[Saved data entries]
####
impl OHLCV for Bar {
    fn open(&self) -> f64 {
        self.open
    }

    fn high(&self) -> f64 {
        self.high
    }

    fn low(&self) -> f64 {
        self.low
    }

    fn close(&self) -> f64 {
        self.close
    }

    fn volume(&self) -> f64 {
        self.volume
    }

    fn timestamp(&self) -> i64 {
        self.timestamp
    }
}

// ============================================================
// ZONES - detector output
// ============================================================

/// Direction of a zone or structure event
#[derive(Debug, Clone, Copy, PartialEq, Eq, Hash, serde::Serialize, serde::Deserialize)]
pub enum Direction {
    Bullish,
    Bearish,
}

impl Direction {
    #[inline]
    pub fn is_bullish(self) -> bool {
        matches!(self, Direction::Bullish)
    }

    #[inline]
    pub fn is_bearish(self) -> bool {
        matches!(self, Direction::Bearish)
    }
}

/// Which detector produced a zone
#[derive(Debug, Clone, Copy, PartialEq, Eq, Hash, serde::Serialize, serde::Deserialize)]
pub enum ZoneKind {
    /// 3-bar price gap (fair value gap)
    Imbalance,
    /// Origin candle of a strong move (order block)
    ImpulseBlock,
}

/// A price band `[bottom, top]` anchored to the bar it originated from
#[derive(Debug, Clone, Copy, PartialEq, serde::Serialize, serde::Deserialize)]
pub struct Zone {
    pub kind: ZoneKind,
    pub direction: Direction,
    pub bottom: f64,
    pub top: f64,
    /// Index of the originating bar in the analyzed slice
    pub index: usize,
    pub timestamp: i64,
    /// Always true when emitted; consumers may track mitigation themselves
    pub valid: bool,
}
//! Swing high/low scanner over a symmetric window

use crate::{Period, OHLCV};

/// A local extremum
#[derive(Debug, Clone, Copy, PartialEq, serde::Serialize, serde::Deserialize)]
pub struct Pivot {
    pub value: f64,
    pub index: usize,
    pub timestamp: i64,
}

/// Swing highs and lows, each in ascending index order
#[derive(Debug, Clone, Default, PartialEq)]
pub struct Pivots {
    pub highs: Vec<Pivot>,
    pub lows: Vec<Pivot>,
}

impl Pivots {
    #[inline]
    pub fn latest_high(&self) -> Option<&Pivot> {
        self.highs.last()
    }

    #[inline]
    pub fn latest_low(&self) -> Option<&Pivot> {
        self.lows.last()
    }

    pub fn is_empty(&self) -> bool {
        self.highs.is_empty() && self.lows.is_empty()
    }
}

/// Bar `i` is a swing high when its high is strictly above the highs of the
/// `L` bars on each side; swing lows mirror this on lows. Equal neighbours
/// disqualify, so a flat top registers at neither bar.
///
/// The last `L` bars can never be pivots until more bars arrive.
#[derive(Debug, Clone, Copy, PartialEq)]
pub struct PivotScanner {
    pub swing_length: Period,
}

impl PivotScanner {
    pub fn new(swing_length: Period) -> Self {
        Self { swing_length }
    }

    /// Bars required before the first pivot can exist (`2L + 1`).
    #[inline]
    pub fn min_bars(&self) -> usize {
        self.swing_length.get().saturating_mul(2).saturating_add(1)
    }

    pub fn scan<T: OHLCV>(&self, bars: &[T]) -> Pivots {
        let mut pivots = Pivots::default();
        let half = self.swing_length.get();
        if bars.len() < self.min_bars() {
            return pivots;
        }

        for index in half..bars.len() - half {
            let bar = &bars[index];

            if neighbours(bars, index, half).all(|other| bar.high() > other.high()) {
                pivots.highs.push(Pivot {
                    value: bar.high(),
                    index,
                    timestamp: bar.timestamp(),
                });
            }

            if neighbours(bars, index, half).all(|other| bar.low() < other.low()) {
                pivots.lows.push(Pivot {
                    value: bar.low(),
                    index,
                    timestamp: bar.timestamp(),
                });
            }
        }

        pivots
    }
}

fn neighbours<'a, T: 'a>(
    bars: &'a [T],
    index: usize,
    half: usize,
) -> impl Iterator<Item = &'a T> + 'a {
    (1..=half).flat_map(move |offset| [&bars[index - offset], &bars[index + offset]])
}
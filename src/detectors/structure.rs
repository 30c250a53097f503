//! Break-of-structure and liquidity-sweep analysis
//!
//! Both look only at the most recent pivots. Nothing is carried between
//! calls, so a break is reported for as long as the two latest pivots of a
//! kind keep the breaking relation.

use super::pivots::{Pivot, Pivots};
use crate::{Direction, OHLCV};

/// Kind of structure event
#[derive(Debug, Clone, Copy, PartialEq, Eq, serde::Serialize, serde::Deserialize)]
pub enum StructureKind {
    BreakOfStructure,
}

#[derive(Debug, Clone, Copy, PartialEq, serde::Serialize, serde::Deserialize)]
pub struct StructureEvent {
    pub kind: StructureKind,
    pub direction: Direction,
    /// Value of the breaking pivot
    pub price: f64,
    pub index: usize,
    pub timestamp: i64,
}

impl StructureEvent {
    fn break_at(pivot: &Pivot, direction: Direction) -> Self {
        Self {
            kind: StructureKind::BreakOfStructure,
            direction,
            price: pivot.value,
            index: pivot.index,
            timestamp: pivot.timestamp,
        }
    }
}

/// Compare the two latest pivots of each kind.
///
/// Higher high -> bullish break at the newer high. Lower low -> bearish break
/// at the newer low. At most one event per direction, bullish first.
pub fn detect_structure(pivots: &Pivots) -> Vec<StructureEvent> {
    let mut events = Vec::with_capacity(2);

    if let [.., prior, latest] = pivots.highs.as_slice() {
        if latest.value > prior.value {
            events.push(StructureEvent::break_at(latest, Direction::Bullish));
        }
    }

    if let [.., prior, latest] = pivots.lows.as_slice() {
        if latest.value < prior.value {
            events.push(StructureEvent::break_at(latest, Direction::Bearish));
        }
    }

    events
}

/// Wick-through-and-reclaim of the latest pivot, judged on one bar
#[derive(Debug, Clone, Copy, Default, PartialEq, Eq, serde::Serialize, serde::Deserialize)]
pub struct SweepFlags {
    pub bullish: bool,
    pub bearish: bool,
}

impl SweepFlags {
    #[inline]
    pub fn get(self, direction: Direction) -> bool {
        match direction {
            Direction::Bullish => self.bullish,
            Direction::Bearish => self.bearish,
        }
    }
}

/// Bullish: `last.low` undercuts the latest swing low and `last.close` ends
/// back above it. Bearish: `last.high` pierces the latest swing high and
/// `last.close` ends back below it.
pub fn detect_sweeps<T: OHLCV>(pivots: &Pivots, last: &T) -> SweepFlags {
    let bullish = pivots
        .latest_low()
        .is_some_and(|low| last.low() < low.value && last.close() > low.value);
    let bearish = pivots
        .latest_high()
        .is_some_and(|high| last.high() > high.value && last.close() < high.value);

    SweepFlags { bullish, bearish }
}
use arcstr::ArcStr;
use indexmap::IndexSet;

use super::tag;
use crate::net::{NetError, Runtime, Term};

/// Append-only table interning string content once and referring to it by a
/// stable small ID from then on. Unlike the heap, it survives resets and
/// lives for the backend's whole lifetime.
#[derive(Default)]
pub struct StringTable {
    entries: IndexSet<ArcStr>,
}

impl StringTable {
    pub fn new() -> Self {
        Self::default()
    }

    pub fn intern(&mut self, content: &str) -> u32 {
        if let Some(index) = self.entries.get_index_of(content) {
            return index as u32;
        }
        let (index, _) = self.entries.insert_full(ArcStr::from(content));
        index as u32
    }

    pub fn resolve(&self, id: u32) -> Option<ArcStr> {
        self.entries.get_index(id as usize).cloned()
    }
}

/// A literal: interned once, referenced by ID.
pub fn literal(rt: &mut Runtime, table: &mut StringTable, content: &str) -> Result<Term, NetError> {
    let id = table.intern(content);
    rt.ctr_node(tag::STR, &[Term::num(id)])
}

/// A lazy 2-ary concatenation, resolved only during result extraction by a
/// recursive flattening walk.
pub fn concat(rt: &mut Runtime, left: Term, right: Term) -> Result<Term, NetError> {
    rt.ctr_node(tag::CAT, &[left, right])
}

/// A number-to-string coercion wrapper, rendered at extraction.
pub fn coerce(rt: &mut Runtime, value: Term) -> Result<Term, NetError> {
    rt.ctr_node(tag::N2S, &[value])
}

#[cfg(test)]
mod tests {
    use super::*;

    #[test]
    fn ids_are_stable_and_deduplicated() {
        let mut table = StringTable::new();
        let a = table.intern("hello");
        let b = table.intern("world");
        assert_ne!(a, b);
        assert_eq!(table.intern("hello"), a);
        assert_eq!(table.resolve(b).unwrap().as_str(), "world");
        assert_eq!(table.resolve(999), None);
    }
}
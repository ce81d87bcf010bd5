//! Host integers are 64-bit and signed; the VM's scalar is a 32-bit word.
//! Values that fit i32 become native numbers directly, bit-reinterpreted as
//! signed. Anything wider becomes a 2-field constructor holding the 64-bit
//! magnitude split in halves, positive and negative separately, so compiled
//! comparison code can order the categories as
//! `Neg{} < small negative < small non-negative < Pos{}`.

use super::tag;
use crate::net::{NetError, Runtime, Term};

/// XOR-ing both operands with this bit turns native unsigned less-than into
/// signed less-than for small integers.
pub const SIGN_BIT: u32 = 0x8000_0000;

pub fn encode(rt: &mut Runtime, value: i64) -> Result<Term, NetError> {
    if let Ok(small) = i32::try_from(value) {
        return Ok(Term::num(small as u32));
    }
    let magnitude = value.unsigned_abs();
    let lo = Term::num(magnitude as u32);
    let hi = Term::num((magnitude >> 32) as u32);
    let ctor = if value < 0 { tag::NEG } else { tag::POS };
    rt.ctr_node(ctor, &[lo, hi])
}

pub fn decode_small(word: u32) -> i64 {
    word as i32 as i64
}

/// Recombines a wide integer from its constructor fields. `None` when the
/// magnitude does not fit the host's signed 64-bit range.
pub fn combine(negative: bool, lo: u32, hi: u32) -> Option<i64> {
    let magnitude = ((hi as u64) << 32) | lo as u64;
    if negative {
        if magnitude == 1u64 << 63 {
            return Some(i64::MIN);
        }
        i64::try_from(magnitude).ok().map(|m| -m)
    } else {
        i64::try_from(magnitude).ok()
    }
}
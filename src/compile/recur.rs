//! The target has no named recursion, so recursive spine walks (attribute
//! lookup, merge, list append) are encoded as a self-applying fixed point: a
//! one-argument "self" lambda is duplicated and applied to itself. This is
//! the one place that pattern lives; everything recursive is built on it.

use super::emit::Compiler;
use super::{CompileError, Result};
use crate::net::Term;

/// Hands out `(self self)` re-entry terms inside a fixed-point body. Each
/// recursion site consumes one pair of projections of the duplicated self
/// lambda; the site count is declared up front so the duplication chain is
/// sized exactly.
pub(crate) struct Recur {
    pairs: Vec<(Term, Term)>,
    next: usize,
}

impl Recur {
    /// Builds `(self self arg0 arg1 ..)` for one recursion site.
    pub fn call(&mut self, c: &mut Compiler, args: &[Term]) -> Result<Term> {
        let (s0, s1) = *self
            .pairs
            .get(self.next)
            .ok_or(CompileError::ProjectionOverflow)?;
        self.next += 1;
        let mut term = c.app(s0, s1)?;
        for arg in args {
            term = c.app(term, *arg)?;
        }
        Ok(term)
    }
}

/// Builds `F = (L L)` where `L = λself. body`, duplicating `L` once for the
/// outer self-application and the bound `self` enough times for every
/// declared recursion site in the body.
pub(crate) fn fix(
    c: &mut Compiler,
    recursion_sites: usize,
    build: impl FnOnce(&mut Compiler, &mut Recur) -> Result<Term>,
) -> Result<Term> {
    debug_assert!(recursion_sites >= 1);
    let self_slot = c.rt.alloc(1)?;
    let projections = c.dup_terms(Term::var(self_slot), 2 * recursion_sites as u32)?;
    let mut recur = Recur {
        pairs: projections
            .chunks(2)
            .map(|pair| (pair[0], pair[1]))
            .collect(),
        next: 0,
    };
    let body = build(c, &mut recur)?;
    if recur.next != recur.pairs.len() {
        return Err(CompileError::ProjectionUnderflow);
    }
    c.rt.set(self_slot, body);
    let copies = c.dup_terms(Term::lam(self_slot), 2)?;
    c.app(copies[0], copies[1])
}
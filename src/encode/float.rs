//! Floats are carried, not computed on: the double's bit pattern is split
//! into two 32-bit halves in a constructor, and the capability layer rejects
//! any arithmetic that would touch them, because the VM's primitives only
//! operate on 32-bit native words.

use super::tag;
use crate::net::{NetError, Runtime, Term};

pub fn encode(rt: &mut Runtime, value: f64) -> Result<Term, NetError> {
    let (lo, hi) = split(value);
    rt.ctr_node(tag::FLT, &[Term::num(lo), Term::num(hi)])
}

pub fn split(value: f64) -> (u32, u32) {
    let bits = value.to_bits();
    (bits as u32, (bits >> 32) as u32)
}

pub fn combine(lo: u32, hi: u32) -> f64 {
    f64::from_bits(((hi as u64) << 32) | lo as u64)
}

#[cfg(test)]
mod tests {
    use super::*;

    #[test]
    fn bit_patterns_round_trip() {
        let cases = [
            0.0,
            -0.0,
            1.5,
            -2.25,
            f64::MIN_POSITIVE,
            5e-324, // subnormal
            f64::INFINITY,
            f64::NEG_INFINITY,
            f64::from_bits(0x7FF8_0000_0000_0001), // a NaN payload
        ];
        for value in cases {
            let (lo, hi) = split(value);
            assert_eq!(combine(lo, hi).to_bits(), value.to_bits());
        }
    }
}
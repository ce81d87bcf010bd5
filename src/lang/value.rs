use std::sync::Arc;

use arcstr::ArcStr;
use indexmap::IndexMap;

use super::symbol::Symbol;

/// A fully evaluated host value, populated by the result extractor. Nested
/// values are established fresh on extraction; nothing aliases into the AST
/// or into host thunks.
#[derive(Clone, Debug, PartialEq)]
pub enum Value {
    Null,
    Bool(bool),
    Int(i64),
    Float(f64),
    String(ArcStr),
    Path { accessor: Accessor, path: ArcStr },
    List(Vec<Value>),
    Attrs(IndexMap<Symbol, Value>),
}

impl Default for Value {
    fn default() -> Self {
        Value::Null
    }
}

/// An opaque source-tree identity attached to path values. Two accessors are
/// the same accessor exactly when they share the same allocation, which is
/// what the accessor registry interns on.
#[derive(Clone, Debug)]
pub struct Accessor {
    root: Arc<str>,
}

impl Accessor {
    pub fn new(root: impl Into<Arc<str>>) -> Self {
        Self { root: root.into() }
    }

    pub fn root(&self) -> &str {
        &self.root
    }

    pub fn same(&self, other: &Accessor) -> bool {
        Arc::ptr_eq(&self.root, &other.root)
    }
}

impl PartialEq for Accessor {
    fn eq(&self, other: &Self) -> bool {
        self.same(other)
    }
}

/// The host evaluator's environment handle. The backend compiles only closed
/// expressions, so the environment contributes no bindings here; it is part
/// of the boundary signature so the caller can hand over whatever context it
/// evaluates under.
#[derive(Default)]
pub struct Env {
    _private: (),
}

impl Env {
    pub fn new() -> Self {
        Self::default()
    }
}
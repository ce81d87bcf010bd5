#![cfg(test)]

//! End-to-end scenarios through the public backend surface: compile,
//! reduce, extract, and the fallback contract.

use arcstr::ArcStr;
use indexmap::IndexMap;

use crate::compile::Compiler;
use crate::encode::{AccessorRegistry, StringTable};
use crate::extract::Extractor;
use crate::lang::ast::{
    AttrName, AttrSet, Binding, BindingValue, Bindings, Expr, Formal, Lambda, Param,
};
use crate::lang::symbol::{Symbol, SymbolTable};
use crate::lang::value::{Env, Value};
use crate::net::{Runtime, RuntimeOptions};
use crate::NetBackend;

struct Fix {
    backend: NetBackend,
}

impl Fix {
    fn new() -> Self {
        let _ = tracing_subscriber::fmt().with_test_writer().try_init();
        Self {
            backend: NetBackend::new(),
        }
    }

    fn sym(&mut self, name: &str) -> Symbol {
        self.backend.symbols_mut().intern(name)
    }

    fn eval(&mut self, expr: &Expr) -> Option<Value> {
        let env = Env::new();
        let mut out = Value::Null;
        if self.backend.try_evaluate(expr, &env, &mut out) {
            Some(out)
        } else {
            None
        }
    }

    fn eval_ok(&mut self, expr: &Expr) -> Value {
        self.eval(expr).expect("expected net evaluation to succeed")
    }
}

// ---------------------------------------------------------------------
// little AST builders

fn int(value: i64) -> Expr {
    Expr::Int(value)
}

fn text(content: &str) -> Expr {
    Expr::Str(ArcStr::from(content))
}

fn var(symbol: Symbol) -> Expr {
    Expr::Var(symbol)
}

fn sum(parts: Vec<Expr>) -> Expr {
    Expr::ConcatStrings {
        force_string: false,
        parts,
    }
}

fn interpolate(parts: Vec<Expr>) -> Expr {
    Expr::ConcatStrings {
        force_string: true,
        parts,
    }
}

fn call(function: Expr, arguments: Vec<Expr>) -> Expr {
    Expr::Call {
        function: Box::new(function),
        arguments,
    }
}

fn plain(entries: Vec<(Symbol, Expr)>) -> Bindings {
    Bindings {
        inherit_from: Vec::new(),
        entries: entries
            .into_iter()
            .map(|(name, value)| Binding {
                name,
                value: BindingValue::Plain(value),
            })
            .collect(),
    }
}

fn attrs(recursive: bool, entries: Vec<(Symbol, Expr)>) -> Expr {
    Expr::Attrs(AttrSet {
        recursive,
        bindings: plain(entries),
        dynamic: Vec::new(),
    })
}

fn let_in(entries: Vec<(Symbol, Expr)>, body: Expr) -> Expr {
    Expr::Let {
        bindings: plain(entries),
        body: Box::new(body),
    }
}

fn select(subject: Expr, path: Vec<Symbol>, fallback: Option<Expr>) -> Expr {
    Expr::Select {
        subject: Box::new(subject),
        path: path.into_iter().map(AttrName::Static).collect(),
        fallback: fallback.map(Box::new),
    }
}

fn has_attr(subject: Expr, path: Vec<Symbol>) -> Expr {
    Expr::HasAttr {
        subject: Box::new(subject),
        path: path.into_iter().map(AttrName::Static).collect(),
    }
}

fn lambda(param: Symbol, body: Expr) -> Expr {
    Expr::Lambda(Lambda {
        param: Param::Simple(param),
        body: Box::new(body),
    })
}

fn formals(entries: Vec<(Symbol, Option<Expr>)>, body: Expr) -> Expr {
    Expr::Lambda(Lambda {
        param: Param::Formals {
            binding: None,
            formals: entries
                .into_iter()
                .map(|(name, default)| Formal { name, default })
                .collect(),
            ellipsis: false,
        },
        body: Box::new(body),
    })
}

fn if_then_else(condition: Expr, then: Expr, otherwise: Expr) -> Expr {
    Expr::If {
        condition: Box::new(condition),
        then: Box::new(then),
        otherwise: Box::new(otherwise),
    }
}

fn with(namespace: Expr, body: Expr) -> Expr {
    Expr::With {
        namespace: Box::new(namespace),
        body: Box::new(body),
    }
}

fn attr_value(pairs: Vec<(Symbol, Value)>) -> Value {
    Value::Attrs(IndexMap::from_iter(pairs))
}

// ---------------------------------------------------------------------
// scenarios

#[test]
fn literal_integer() {
    let mut fix = Fix::new();
    assert_eq!(fix.eval_ok(&int(5)), Value::Int(5));
}

#[test]
fn wide_integers_round_trip() {
    let mut fix = Fix::new();
    for value in [
        5_000_000_000i64,
        -5_000_000_000,
        i64::MAX,
        i64::MIN,
        i32::MAX as i64 + 1,
        i32::MIN as i64 - 1,
    ] {
        assert_eq!(fix.eval_ok(&int(value)), Value::Int(value), "{}", value);
    }
}

#[test]
fn float_literal_preserves_bits() {
    let mut fix = Fix::new();
    let Value::Float(f) = fix.eval_ok(&Expr::Float(2.5)) else {
        panic!("expected a float");
    };
    assert_eq!(f.to_bits(), 2.5f64.to_bits());
}

#[test]
fn builtin_constants() {
    let mut fix = Fix::new();
    let t = fix.sym("true");
    let f = fix.sym("false");
    let n = fix.sym("null");
    assert_eq!(fix.eval_ok(&var(t)), Value::Bool(true));
    assert_eq!(fix.eval_ok(&var(f)), Value::Bool(false));
    assert_eq!(fix.eval_ok(&var(n)), Value::Null);
}

#[test]
fn select_from_literal_attrs() {
    // { a = 1; }.a  =>  1
    let mut fix = Fix::new();
    let a = fix.sym("a");
    let expr = select(attrs(false, vec![(a, int(1))]), vec![a], None);
    assert_eq!(fix.eval_ok(&expr), Value::Int(1));
}

#[test]
fn select_missing_attr_falls_back() {
    let mut fix = Fix::new();
    let a = fix.sym("a");
    let b = fix.sym("b");
    let expr = select(attrs(false, vec![(a, int(1))]), vec![b], None);
    assert_eq!(fix.eval(&expr), None);
}

#[test]
fn select_with_fallback_degrades_at_any_level() {
    let mut fix = Fix::new();
    let a = fix.sym("a");
    let b = fix.sym("b");
    // { a = 1; }.b or 7
    let expr = select(attrs(false, vec![(a, int(1))]), vec![b], Some(int(7)));
    assert_eq!(fix.eval_ok(&expr), Value::Int(7));
    // { a = 1; }.a.b or 7 — the miss happens mid-path, on a non-set
    let expr = select(attrs(false, vec![(a, int(1))]), vec![a, b], Some(int(7)));
    assert_eq!(fix.eval_ok(&expr), Value::Int(7));
    // and a full hit still wins over the fallback
    let inner = attrs(false, vec![(b, int(3))]);
    let expr = select(attrs(false, vec![(a, inner)]), vec![a, b], Some(int(7)));
    assert_eq!(fix.eval_ok(&expr), Value::Int(3));
}

#[test]
fn has_attr_nested() {
    let mut fix = Fix::new();
    let a = fix.sym("a");
    let b = fix.sym("b");
    let c = fix.sym("c");
    let set = attrs(false, vec![(a, attrs(false, vec![(b, int(1))]))]);
    let expr = has_attr(set, vec![a, b]);
    assert_eq!(fix.eval_ok(&expr), Value::Bool(true));
    let set = attrs(false, vec![(a, attrs(false, vec![(b, int(1))]))]);
    let expr = has_attr(set, vec![a, c]);
    assert_eq!(fix.eval_ok(&expr), Value::Bool(false));
}

#[test]
fn list_in_order() {
    let mut fix = Fix::new();
    let expr = Expr::List(vec![int(1), int(2), int(3)]);
    assert_eq!(
        fix.eval_ok(&expr),
        Value::List(vec![Value::Int(1), Value::Int(2), Value::Int(3)])
    );
}

#[test]
fn list_concat() {
    let mut fix = Fix::new();
    // [1] ++ [2]  =>  [1, 2]
    let expr = Expr::ConcatLists(
        Box::new(Expr::List(vec![int(1)])),
        Box::new(Expr::List(vec![int(2)])),
    );
    assert_eq!(
        fix.eval_ok(&expr),
        Value::List(vec![Value::Int(1), Value::Int(2)])
    );
    // [] ++ [1] has one element
    let expr = Expr::ConcatLists(
        Box::new(Expr::List(vec![])),
        Box::new(Expr::List(vec![int(1)])),
    );
    assert_eq!(fix.eval_ok(&expr), Value::List(vec![Value::Int(1)]));
}

#[test]
fn update_overlay_wins() {
    let mut fix = Fix::new();
    let a = fix.sym("a");
    let b = fix.sym("b");
    let c = fix.sym("c");
    // { a = 1; b = 2; } // { b = 3; c = 4; }
    let expr = Expr::Update(
        Box::new(attrs(false, vec![(a, int(1)), (b, int(2))])),
        Box::new(attrs(false, vec![(b, int(3)), (c, int(4))])),
    );
    assert_eq!(
        fix.eval_ok(&expr),
        attr_value(vec![
            (a, Value::Int(1)),
            (b, Value::Int(3)),
            (c, Value::Int(4)),
        ])
    );
}

#[test]
fn if_on_equality() {
    let mut fix = Fix::new();
    // if 1 == 1 then 10 else 20  =>  10
    let expr = if_then_else(
        Expr::Eq(Box::new(int(1)), Box::new(int(2 - 1))),
        int(10),
        int(20),
    );
    assert_eq!(fix.eval_ok(&expr), Value::Int(10));
    let expr = if_then_else(
        Expr::Eq(Box::new(int(1)), Box::new(int(2))),
        int(10),
        int(20),
    );
    assert_eq!(fix.eval_ok(&expr), Value::Int(20));
}

#[test]
fn arithmetic_chain() {
    let mut fix = Fix::new();
    let sub = fix.sym("__sub");
    let mul = fix.sym("__mul");
    // (10 - 4) * 7  =>  42
    let expr = call(var(mul), vec![call(var(sub), vec![int(10), int(4)]), int(7)]);
    assert_eq!(fix.eval_ok(&expr), Value::Int(42));
}

#[test]
fn shadowed_operator_is_not_a_primitive() {
    let mut fix = Fix::new();
    let sub = fix.sym("__sub");
    let a = fix.sym("a");
    let b = fix.sym("b");
    // let __sub = a: b: a; in __sub 10 4  =>  10
    let expr = let_in(
        vec![(sub, lambda(a, lambda(b, var(a))))],
        call(var(sub), vec![int(10), int(4)]),
    );
    assert_eq!(fix.eval_ok(&expr), Value::Int(10));
}

#[test]
fn less_than_across_categories() {
    let mut fix = Fix::new();
    let lt = fix.sym("__lessThan");
    let cases: Vec<(i64, i64, bool)> = vec![
        (1, 2, true),
        (2, 1, false),
        (-3, 2, true),
        (-3, -7, false),
        (-5_000_000_000, 3, true),
        (3, -5_000_000_000, false),
        (5_000_000_000, 6_000_000_000, true),
        (6_000_000_000, 5_000_000_000, false),
        (-6_000_000_000, -5_000_000_000, true),
        (i64::MIN, i64::MAX, true),
        (i64::MAX, i64::MIN, false),
    ];
    for (a, b, expected) in cases {
        let expr = call(var(lt), vec![int(a), int(b)]);
        assert_eq!(fix.eval_ok(&expr), Value::Bool(expected), "{} < {}", a, b);
    }
}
####
### Task objective:
Extract each line holding the word "push" from the records.

### Your response:
                pivots.highs.push(Pivot {
                pivots.lows.push(Pivot {
            events.push(StructureEvent::break_at(latest, Direction::Bullish));
            events.push(StructureEvent::break_at(latest, Direction::Bearish));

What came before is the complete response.